TASK DETAILS >>
Below are the records; copy each line in them that holds the word "summary".

Collected data entries

--- --- ---

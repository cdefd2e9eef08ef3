//! Train command: fit the three classifiers on a whole dataset and save them.

use super::require_file;
use crate::error::Result;
use crate::output;
use homeauto::data::Dataset;
use homeauto::recommend::ModelBundle;
use homeauto::tree::ForestConfig;
use std::path::Path;

pub(crate) fn run(
    path: &Path,
    out: &Path,
    seed: u64,
    trees: usize,
    max_depth: Option<usize>,
    json: bool,
) -> Result<()> {
    require_file(path)?;
    let dataset = Dataset::from_path(path)?;

    let mut config = ForestConfig::default()
        .with_n_estimators(trees)
        .with_random_state(seed);
    if let Some(depth) = max_depth {
        config = config.with_max_depth(depth);
    }
    config.validate()?;

    let bundle = ModelBundle::train(&dataset, &config)?;
    bundle.save(out)?;

    if json {
        let summary = serde_json::json!({
            "rows": dataset.len(),
            "trees": trees,
            "seed": seed,
            "music_genres": bundle.music_genres(),
            "path": out.display().to_string(),
        });
        println!("{}", serde_json::to_string_pretty(&summary)?);
    } else {
        output::section("Model Bundle");
        output::kv("Rows", dataset.len());
        output::kv("Trees per forest", trees);
        output::kv("Seed", seed);
        output::kv("Music genres", bundle.music_genres().join(", "));
        output::kv("Saved to", out.display());
        output::success("models trained");
    }
    Ok(())
}

#[cfg(test)]
mod tests {
    use super::*;
    use homeauto::recommend::Recommender;

    #[test]
    fn test_train_then_load() {
        let dir = tempfile::tempdir().unwrap();
        let data = dir.path().join("data.csv");
        let model = dir.path().join("models.bin");
        homeauto::synthetic::generate(150, 4).write_csv(&data).unwrap();

        run(&data, &model, 7, 5, Some(6), true).unwrap();

        let recommender = Recommender::load(&model).unwrap();
        assert!(!recommender.bundle().music_genres().is_empty());
    }
}
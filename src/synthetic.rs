//! Deterministic synthetic dataset generation.
//!
//! Draws random contexts and derives every target from a fixed rule set so
//! the forests have real structure to learn. A small seeded noise rate flips
//! device flags, which keeps per-column accuracy below 1.0.

use crate::data::{Dataset, Observation};
use crate::vocab::{Condition, Mood, TimeOfDay};
use rand::rngs::StdRng;
use rand::seq::SliceRandom;
use rand::{Rng, SeedableRng};

/// Probability that a generated row gets one device flag flipped.
pub const NOISE_RATE: f64 = 0.05;

/// Generates `n_rows` observations from `seed`.
///
/// The same `(n_rows, seed)` pair always yields the same dataset.
///
/// # Example
///
/// ```
/// use homeauto::synthetic;
///
/// let a = synthetic::generate(100, 42);
/// let b = synthetic::generate(100, 42);
/// assert_eq!(a, b);
/// assert_eq!(a.len(), 100);
/// ```
#[must_use]
pub fn generate(n_rows: usize, seed: u64) -> Dataset {
    let mut rng = StdRng::seed_from_u64(seed);
    (0..n_rows).map(|_| sample_row(&mut rng)).collect()
}

fn sample_row(rng: &mut StdRng) -> Observation {
    let mood = *Mood::ALL.choose(rng).unwrap_or(&Mood::FALLBACK);
    let condition = *Condition::ALL.choose(rng).unwrap_or(&Condition::FALLBACK);
    let time = *TimeOfDay::ALL.choose(rng).unwrap_or(&TimeOfDay::FALLBACK);

    let away = matches!(condition, Condition::AtWork | Condition::Out);
    let at_home = !away && rng.gen_bool(0.95);
    let is_holiday = rng.gen_bool(0.2);
    let sleeping = condition == Condition::Sleeping;

    let watch_tv = at_home
        && matches!(time, TimeOfDay::Afternoon | TimeOfDay::Evening)
        && matches!(condition, Condition::AtHome | Condition::Awake)
        && matches!(mood, Mood::Happy | Mood::Calm | Mood::Tired | Mood::Peaceful);
    let play_music = at_home
        && !sleeping
        && !watch_tv
        && !matches!(mood, Mood::Focused | Mood::Tired);
    let smart_locks = !at_home || sleeping || time == TimeOfDay::Night;
    let security_cameras = !at_home || sleeping;
    let security_system = !at_home;
    let water_heater =
        at_home && (time == TimeOfDay::Morning || condition == Condition::GettingReady);

    let mut devices = [
        watch_tv,
        play_music,
        smart_locks,
        security_cameras,
        security_system,
        water_heater,
    ]
    .map(u8::from);
    if rng.gen_bool(NOISE_RATE) {
        let idx = rng.gen_range(0..devices.len());
        devices[idx] ^= 1;
    }

    let lights = light_levels(mood, condition, time, at_home, is_holiday);
    let music_type = if devices[1] == 1 {
        music_for(mood)
    } else {
        "none"
    };

    Observation {
        mood: mood.as_str().to_string(),
        person_condition: condition.as_str().to_string(),
        time_of_day: time.as_str().to_string(),
        at_home: u8::from(at_home),
        is_holiday: u8::from(is_holiday),
        watch_tv: devices[0],
        play_music: devices[1],
        smart_locks: devices[2],
        security_cameras: devices[3],
        security_system: devices[4],
        water_heater_status: devices[5],
        bedroom_light: lights[0],
        living_room_light: lights[1],
        bathroom_light: lights[2],
        kitchen_light: lights[3],
        music_type: music_type.to_string(),
    }
}

/// Brightness percentages in multiples of 10 for bedroom, living room,
/// bathroom and kitchen.
fn light_levels(
    mood: Mood,
    condition: Condition,
    time: TimeOfDay,
    at_home: bool,
    is_holiday: bool,
) -> [u32; 4] {
    if !at_home {
        return [0; 4];
    }
    if condition == Condition::Sleeping {
        return [0, 0, 10, 0];
    }
    let base: i32 = match time {
        TimeOfDay::Morning => 70,
        TimeOfDay::Afternoon => 50,
        TimeOfDay::Evening => 60,
        TimeOfDay::Night => 20,
    };
    let mood_shift: i32 = match mood {
        Mood::Energetic | Mood::Focused => 20,
        Mood::Tired | Mood::Peaceful | Mood::Calm => -20,
        Mood::Happy | Mood::Stressed => 0,
    };
    let holiday_shift = if is_holiday { 10 } else { 0 };
    let level = base + mood_shift + holiday_shift;

    let mut levels = [level - 10, level, level - 20, level];
    match condition {
        Condition::GettingReady => {
            levels[0] = 80;
            levels[2] = 100;
        }
        Condition::Awake if time == TimeOfDay::Morning => levels[3] = 90,
        _ => {}
    }
    if mood == Mood::Focused {
        levels[1] = 90;
    }
    levels.map(|l| (l.clamp(0, 100) / 10 * 10) as u32)
}

fn music_for(mood: Mood) -> &'static str {
    match mood {
        Mood::Energetic => "rock",
        Mood::Happy => "pop",
        Mood::Peaceful => "ambient",
        Mood::Calm => "jazz",
        Mood::Stressed | Mood::Focused => "classical",
        Mood::Tired => "lofi",
    }
}
//! Predict command: one recommendation from the command line.

use super::require_file;
use crate::error::{CliError, Result};
use crate::output;
use homeauto::form::{normalize, FormConfig, FormInput, Toggle};
use homeauto::recommend::Recommender;
use std::path::Path;

/// Context flags for `homeauto predict`.
#[derive(Debug, Clone)]
pub(crate) struct PredictArgs {
    pub mood: String,
    pub condition: String,
    pub time: String,
    pub at_home: u8,
    pub holiday: u8,
    pub custom: bool,
}

fn toggle(flag: u8) -> Toggle {
    match flag {
        1 => Toggle::Yes,
        0 => Toggle::No,
        other => Toggle::Custom(other.to_string()),
    }
}

pub(crate) fn run(model: &Path, args: &PredictArgs, json: bool) -> Result<()> {
    require_file(model)?;
    let recommender =
        Recommender::load(model).map_err(|e| CliError::ModelLoadFailed(e.to_string()))?;
    let (actions, notes) = recommend(&recommender, args)?;

    if json {
        let body = serde_json::json!({ "actions": actions, "substituted": notes });
        println!("{}", serde_json::to_string_pretty(&body)?);
    } else {
        for (column, text) in &notes {
            output::warning(&format!("{column}: {text:?} is not a known value, using fallback"));
        }
        output::section("Recommended Actions");
        output::numbered(&actions);
    }
    Ok(())
}

/// Standard mode passes values straight through; custom mode maps them
/// onto the vocabulary first.
fn recommend(
    recommender: &Recommender,
    args: &PredictArgs,
) -> Result<(Vec<String>, Vec<(String, String)>)> {
    if !args.custom {
        let actions = recommender.predict_home_automation(
            &args.mood,
            &args.condition,
            &args.time,
            args.at_home,
            args.holiday,
        )?;
        return Ok((actions, Vec::new()));
    }

    let input = FormInput::custom(
        &args.mood,
        &args.condition,
        &args.time,
        toggle(args.at_home),
        toggle(args.holiday),
    );
    let n = normalize(&input, &FormConfig::default())?;
    let actions = recommender.predict_home_automation(
        &n.mood,
        &n.person_condition,
        &n.time_of_day,
        n.at_home,
        n.is_holiday,
    )?;
    Ok((actions, n.substitutions))
}
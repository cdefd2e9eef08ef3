//! Random Forest classifier - an ensemble of decision trees.

use super::DecisionTreeClassifier;
use crate::error::{HomeError, Result};
use crate::primitives::Matrix;
use serde::{Deserialize, Serialize};

/// How many features each split considers.
#[derive(Debug, Clone, Copy, PartialEq, Eq, Serialize, Deserialize)]
pub enum MaxFeatures {
    /// Every feature at every split.
    All,
    /// `ceil(sqrt(n_features))`, the usual classification default.
    Sqrt,
    /// A fixed count (clamped to `1..=n_features`).
    Count(usize),
}

impl MaxFeatures {
    /// Resolves to a concrete count for `n_features` columns.
    #[must_use]
    pub fn resolve(self, n_features: usize) -> usize {
        let k = match self {
            MaxFeatures::All => n_features,
            MaxFeatures::Sqrt => (n_features as f64).sqrt().ceil() as usize,
            MaxFeatures::Count(k) => k,
        };
        k.clamp(1, n_features.max(1))
    }
}

/// Forest hyper-parameters shared by every classifier in a bundle.
#[derive(Debug, Clone, PartialEq, Eq, Serialize, Deserialize)]
pub struct ForestConfig {
    /// Number of trees in the forest
    pub n_estimators: usize,
    /// Maximum depth per tree (`None` = grow until pure)
    pub max_depth: Option<usize>,
    /// Minimum samples required to split a node
    pub min_samples_split: usize,
    /// Features examined per split
    pub max_features: MaxFeatures,
    /// Seed for bootstrap and feature sampling (`None` = nondeterministic)
    pub random_state: Option<u64>,
}

impl Default for ForestConfig {
    fn default() -> Self {
        Self {
            n_estimators: 100,
            max_depth: None,
            min_samples_split: 2,
            max_features: MaxFeatures::Sqrt,
            random_state: Some(42),
        }
    }
}

impl ForestConfig {
    /// Sets the number of trees.
    #[must_use]
    pub fn with_n_estimators(mut self, n_estimators: usize) -> Self {
        self.n_estimators = n_estimators;
        self
    }

    /// Sets the maximum depth for each tree.
    #[must_use]
    pub fn with_max_depth(mut self, max_depth: usize) -> Self {
        self.max_depth = Some(max_depth);
        self
    }

    /// Sets the minimum number of samples needed to split a node.
    #[must_use]
    pub fn with_min_samples_split(mut self, min_samples_split: usize) -> Self {
        self.min_samples_split = min_samples_split;
        self
    }

    /// Sets the per-split feature budget.
    #[must_use]
    pub fn with_max_features(mut self, max_features: MaxFeatures) -> Self {
        self.max_features = max_features;
        self
    }

    /// Sets the random state for reproducibility.
    #[must_use]
    pub fn with_random_state(mut self, random_state: u64) -> Self {
        self.random_state = Some(random_state);
        self
    }

    /// Checks the hyper-parameters.
    ///
    /// # Errors
    ///
    /// Returns an error if `n_estimators` is zero.
    pub fn validate(&self) -> Result<()> {
        if self.n_estimators == 0 {
            return Err(HomeError::InvalidHyperparameter {
                param: "n_estimators".to_string(),
                value: "0".to_string(),
                constraint: "at least 1 tree".to_string(),
            });
        }
        Ok(())
    }
}

/// Random Forest classifier.
///
/// Combines multiple decision trees trained on bootstrap samples
/// with random feature selection to reduce overfitting and improve accuracy.
/// Predictions are a majority vote; ties go to the smallest class index.
///
/// # Example
///
/// ```
/// use homeauto::primitives::Matrix;
/// use homeauto::tree::{ForestConfig, RandomForestClassifier};
///
/// let x = Matrix::from_vec(6, 1, vec![0.0, 1.0, 2.0, 10.0, 11.0, 12.0]).expect("valid");
/// let y = vec![0, 0, 0, 1, 1, 1];
///
/// let mut forest = RandomForestClassifier::new(ForestConfig::default().with_n_estimators(15));
/// forest.fit(&x, &y).expect("fit");
/// assert_eq!(forest.predict(&x).expect("fitted"), y);
/// ```
#[derive(Debug, Clone, PartialEq, Serialize, Deserialize)]
pub struct RandomForestClassifier {
    trees: Vec<DecisionTreeClassifier>,
    config: ForestConfig,
    n_classes: usize,
}

impl RandomForestClassifier {
    /// Creates an unfitted forest.
    #[must_use]
    pub fn new(config: ForestConfig) -> Self {
        Self {
            trees: Vec::new(),
            config,
            n_classes: 0,
        }
    }

    /// Hyper-parameters this forest was built with.
    #[must_use]
    pub fn config(&self) -> &ForestConfig {
        &self.config
    }

    /// Number of fitted trees.
    #[must_use]
    pub fn n_trees(&self) -> usize {
        self.trees.len()
    }

    /// Number of classes seen during fit (`max label + 1`).
    #[must_use]
    pub fn n_classes(&self) -> usize {
        self.n_classes
    }

    /// Fits the random forest to training data.
    ///
    /// # Errors
    ///
    /// Returns an error if the hyper-parameters are invalid or the data is
    /// empty or misaligned.
    pub fn fit(&mut self, x: &Matrix<f32>, y: &[usize]) -> Result<()> {
        self.config.validate()?;
        let (n_samples, n_features) = x.shape();
        if n_samples != y.len() {
            return Err(HomeError::DimensionMismatch {
                expected: format!("{n_samples} labels"),
                actual: format!("{} labels", y.len()),
            });
        }
        if n_samples == 0 {
            return Err(HomeError::EmptyData(
                "cannot fit a random forest with zero samples".to_string(),
            ));
        }

        let max_features = self.config.max_features.resolve(n_features);
        let mut trees = Vec::with_capacity(self.config.n_estimators);

        // Train each tree on a bootstrap sample
        for i in 0..self.config.n_estimators {
            let seed = self.config.random_state.map(|s| s.wrapping_add(i as u64));
            let bootstrap_indices = bootstrap_sample(n_samples, seed);

            let mut tree = DecisionTreeClassifier::new()
                .with_min_samples_split(self.config.min_samples_split)
                .with_max_features(max_features);
            if let Some(max_depth) = self.config.max_depth {
                tree = tree.with_max_depth(max_depth);
            }
            if let Some(s) = seed {
                tree = tree.with_random_state(s ^ FEATURE_SEED_MIX);
            }

            tree.fit_rows(x, y, bootstrap_indices)?;
            trees.push(tree);
        }

        self.trees = trees;
        self.n_classes = y.iter().copied().max().map_or(1, |m| m + 1);
        tracing::debug!(
            trees = self.trees.len(),
            samples = n_samples,
            classes = self.n_classes,
            max_features,
            "fitted random forest"
        );
        Ok(())
    }

    /// Makes predictions for input data.
    ///
    /// # Errors
    ///
    /// Returns an error if the forest is unfitted or rows have the wrong width.
    pub fn predict(&self, x: &Matrix<f32>) -> Result<Vec<usize>> {
        (0..x.n_rows()).map(|r| self.predict_row(x.row(r))).collect()
    }

    /// Majority vote for one sample.
    ///
    /// # Errors
    ///
    /// Returns an error if the forest is unfitted or the row has the wrong width.
    pub fn predict_row(&self, sample: &[f32]) -> Result<usize> {
        let votes = self.votes(sample)?;
        let mut best = 0;
        for (class, &count) in votes.iter().enumerate() {
            if count > votes[best] {
                best = class;
            }
        }
        Ok(best)
    }

    fn votes(&self, sample: &[f32]) -> Result<Vec<usize>> {
        if self.trees.is_empty() {
            return Err(HomeError::NotFitted("RandomForestClassifier"));
        }
        let mut votes = vec![0usize; self.n_classes];
        for tree in &self.trees {
            let class = tree.predict_row(sample)?;
            *votes.get_mut(class).ok_or_else(|| HomeError::UnknownLabel {
                column: "forest vote".to_string(),
                label: format!("class {class} of {}", self.n_classes),
            })? += 1;
        }
        Ok(votes)
    }
}

impl Default for RandomForestClassifier {
    fn default() -> Self {
        Self::new(ForestConfig::default())
    }
}

/// Decorrelates a tree's feature-sampling stream from its bootstrap stream.
const FEATURE_SEED_MIX: u64 = 0x9E37_79B9_7F4A_7C15;

/// Creates a bootstrap sample (random sample with replacement).
///
/// Returns indices of samples to include in the bootstrap sample.
fn bootstrap_sample(n_samples: usize, random_state: Option<u64>) -> Vec<usize> {
    use rand::distributions::{Distribution, Uniform};
    use rand::SeedableRng;

    let dist = Uniform::from(0..n_samples);

    if let Some(seed) = random_state {
        let mut rng = rand::rngs::StdRng::seed_from_u64(seed);
        (0..n_samples).map(|_| dist.sample(&mut rng)).collect()
    } else {
        let mut rng = rand::thread_rng();
        (0..n_samples).map(|_| dist.sample(&mut rng)).collect()
    }
}

#[cfg(test)]
mod tests {
    use super::*;

    fn two_blobs() -> (Matrix<f32>, Vec<usize>) {
        let mut data = Vec::new();
        let mut y = Vec::new();
        for i in 0..20 {
            let jitter = (i % 5) as f32 * 0.1;
            data.extend([jitter, 1.0 - jitter, 0.0]);
            y.push(0);
            data.extend([5.0 + jitter, 6.0 - jitter, 1.0]);
            y.push(1);
        }
        (Matrix::from_vec(40, 3, data).expect("valid"), y)
    }

    #[test]
    fn test_max_features_resolve() {
        assert_eq!(MaxFeatures::Sqrt.resolve(5), 3);
        assert_eq!(MaxFeatures::Sqrt.resolve(4), 2);
        assert_eq!(MaxFeatures::All.resolve(5), 5);
        assert_eq!(MaxFeatures::Count(9).resolve(5), 5);
        assert_eq!(MaxFeatures::Count(0).resolve(5), 1);
    }

    #[test]
    fn test_default_config() {
        let config = ForestConfig::default();
        assert_eq!(config.n_estimators, 100);
        assert_eq!(config.random_state, Some(42));
        assert_eq!(config.max_features, MaxFeatures::Sqrt);
    }

    #[test]
    fn test_fit_separable() {
        let (x, y) = two_blobs();
        let mut forest = RandomForestClassifier::new(ForestConfig::default().with_n_estimators(20));
        forest.fit(&x, &y).expect("fit");
        assert_eq!(forest.n_trees(), 20);
        assert_eq!(forest.n_classes(), 2);
        let predicted = forest.predict(&x).expect("fitted");
        assert!(crate::metrics::accuracy(&predicted, &y).expect("same length") > 0.95);
    }

    #[test]
    fn test_reproducible_with_seed() {
        let (x, y) = two_blobs();
        let config = ForestConfig::default().with_n_estimators(10).with_random_state(7);
        let mut a = RandomForestClassifier::new(config.clone());
        let mut b = RandomForestClassifier::new(config);
        a.fit(&x, &y).expect("fit");
        b.fit(&x, &y).expect("fit");
        assert_eq!(a, b);
    }

    #[test]
    fn test_zero_estimators_rejected() {
        let (x, y) = two_blobs();
        let mut forest = RandomForestClassifier::new(ForestConfig::default().with_n_estimators(0));
        assert!(matches!(
            forest.fit(&x, &y),
            Err(HomeError::InvalidHyperparameter { .. })
        ));
    }

    #[test]
    fn test_predict_unfitted() {
        let forest = RandomForestClassifier::default();
        assert!(matches!(
            forest.predict_row(&[0.0, 0.0, 0.0]),
            Err(HomeError::NotFitted(_))
        ));
    }

    #[test]
    fn test_bootstrap_sample_in_range() {
        let idx = bootstrap_sample(50, Some(1));
        assert_eq!(idx.len(), 50);
        assert!(idx.iter().all(|&i| i < 50));
        assert_eq!(idx, bootstrap_sample(50, Some(1)));
    }
}
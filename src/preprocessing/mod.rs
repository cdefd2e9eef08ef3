//! Preprocessing transformers for categorical data.
//!
//! [`LabelEncoder`] maps string categories to dense integer indices, and
//! [`FeatureEncoder`] combines one encoder per categorical context column
//! into the numeric feature rows the forests train on.
//!
//! # Example
//!
//! ```
//! use homeauto::preprocessing::LabelEncoder;
//!
//! let mut encoder = LabelEncoder::new("music_type");
//! let codes = encoder.fit_transform(&["rock", "jazz", "rock", "pop"]).expect("non-empty");
//!
//! // Classes are indexed in sorted order
//! assert_eq!(encoder.classes(), &["jazz", "pop", "rock"]);
//! assert_eq!(codes, vec![2, 0, 2, 1]);
//! assert_eq!(encoder.decode_one(1).expect("known index"), "pop");
//! ```

mod features;

pub use features::{DecodedFeatures, FeatureEncoder};

use crate::error::{HomeError, Result};
use serde::{Deserialize, Serialize};

/// Encodes string labels as integers in `0..n_classes`.
///
/// Classes are the distinct fitted values in sorted order, so fitting the
/// same values in any order yields the same mapping.
#[derive(Debug, Clone, PartialEq, Eq, Serialize, Deserialize)]
pub struct LabelEncoder {
    column: String,
    classes: Vec<String>,
}

impl LabelEncoder {
    /// Creates an unfitted encoder for the named column.
    pub fn new(column: impl Into<String>) -> Self {
        Self {
            column: column.into(),
            classes: Vec::new(),
        }
    }

    /// Column this encoder was created for (used in error messages).
    #[must_use]
    pub fn column(&self) -> &str {
        &self.column
    }

    /// Learns the distinct values of `values`.
    ///
    /// # Errors
    ///
    /// Returns an error if `values` is empty.
    pub fn fit<S: AsRef<str>>(&mut self, values: &[S]) -> Result<()> {
        if values.is_empty() {
            return Err(HomeError::EmptyData(format!(
                "cannot fit label encoder '{}' on zero values",
                self.column
            )));
        }
        let mut classes: Vec<String> = values.iter().map(|v| v.as_ref().to_string()).collect();
        classes.sort_unstable();
        classes.dedup();
        self.classes = classes;
        Ok(())
    }

    /// Encodes each value.
    ///
    /// # Errors
    ///
    /// Returns an error if the encoder is unfitted or a value wasn't seen in fit.
    pub fn transform<S: AsRef<str>>(&self, values: &[S]) -> Result<Vec<usize>> {
        values.iter().map(|v| self.encode_one(v.as_ref())).collect()
    }

    /// Fits on `values` then encodes them.
    ///
    /// # Errors
    ///
    /// Returns an error if `values` is empty.
    pub fn fit_transform<S: AsRef<str>>(&mut self, values: &[S]) -> Result<Vec<usize>> {
        self.fit(values)?;
        self.transform(values)
    }

    /// Decodes each index back to its label.
    ///
    /// # Errors
    ///
    /// Returns an error if an index was never produced by this encoder.
    pub fn inverse_transform(&self, codes: &[usize]) -> Result<Vec<&str>> {
        codes.iter().map(|&c| self.decode_one(c)).collect()
    }

    /// Encodes a single value.
    ///
    /// # Errors
    ///
    /// Returns [`HomeError::NotFitted`] before fit, and
    /// [`HomeError::UnknownLabel`] for unseen values.
    pub fn encode_one(&self, value: &str) -> Result<usize> {
        if self.classes.is_empty() {
            return Err(HomeError::NotFitted("LabelEncoder"));
        }
        self.classes
            .binary_search_by(|c| c.as_str().cmp(value))
            .map_err(|_| HomeError::UnknownLabel {
                column: self.column.clone(),
                label: value.to_string(),
            })
    }

    /// Decodes a single index.
    ///
    /// # Errors
    ///
    /// Returns [`HomeError::UnknownLabel`] if `code >= n_classes()`.
    pub fn decode_one(&self, code: usize) -> Result<&str> {
        self.classes
            .get(code)
            .map(String::as_str)
            .ok_or_else(|| HomeError::UnknownLabel {
                column: self.column.clone(),
                label: format!("index {code}"),
            })
    }

    /// Fitted classes in index order.
    #[must_use]
    pub fn classes(&self) -> &[String] {
        &self.classes
    }

    /// Number of fitted classes.
    #[must_use]
    pub fn n_classes(&self) -> usize {
        self.classes.len()
    }

    /// Whether `fit` has been called.
    #[must_use]
    pub fn is_fitted(&self) -> bool {
        !self.classes.is_empty()
    }
}

#[cfg(test)]
mod tests {
    use super::*;

    #[test]
    fn test_fit_sorts_and_dedups() {
        let mut enc = LabelEncoder::new("mood");
        enc.fit(&["tired", "happy", "calm", "happy"]).expect("fit");
        assert_eq!(enc.classes(), &["calm", "happy", "tired"]);
        assert_eq!(enc.n_classes(), 3);
        assert!(enc.is_fitted());
    }

    #[test]
    fn test_fit_transform_codes() {
        let mut enc = LabelEncoder::new("time_of_day");
        let codes = enc
            .fit_transform(&["night", "morning", "evening", "morning"])
            .expect("fit");
        assert_eq!(codes, vec![2, 1, 0, 1]);
    }

    #[test]
    fn test_inverse_transform_round_trip() {
        let values = ["out", "sleeping", "awake", "out", "at_work"];
        let mut enc = LabelEncoder::new("person_condition");
        let codes = enc.fit_transform(&values).expect("fit");
        let decoded = enc.inverse_transform(&codes).expect("known codes");
        assert_eq!(decoded, values);
    }

    #[test]
    fn test_unknown_value_is_error() {
        let mut enc = LabelEncoder::new("mood");
        enc.fit(&["happy"]).expect("fit");
        let err = enc.encode_one("grumpy").unwrap_err();
        assert!(matches!(err, HomeError::UnknownLabel { .. }));
    }

    #[test]
    fn test_unknown_index_is_error() {
        let mut enc = LabelEncoder::new("mood");
        enc.fit(&["happy", "calm"]).expect("fit");
        assert!(enc.decode_one(2).is_err());
        assert!(enc.inverse_transform(&[0, 7]).is_err());
    }

    #[test]
    fn test_unfitted_encoder() {
        let enc = LabelEncoder::new("mood");
        assert!(matches!(
            enc.encode_one("happy"),
            Err(HomeError::NotFitted(_))
        ));
        assert!(!enc.is_fitted());
    }

    #[test]
    fn test_fit_empty_is_error() {
        let mut enc = LabelEncoder::new("mood");
        let empty: [&str; 0] = [];
        assert!(matches!(enc.fit(&empty), Err(HomeError::EmptyData(_))));
    }

    #[test]
    fn test_fit_order_independent() {
        let mut a = LabelEncoder::new("x");
        let mut b = LabelEncoder::new("x");
        a.fit(&["c", "a", "b"]).expect("fit");
        b.fit(&["b", "c", "a"]).expect("fit");
        assert_eq!(a, b);
    }
}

--- --- ---

RESPONSE TO THIS EXERCISE >>
        let summary = serde_json::json!({
        println!("{}", serde_json::to_string_pretty(&summary)?);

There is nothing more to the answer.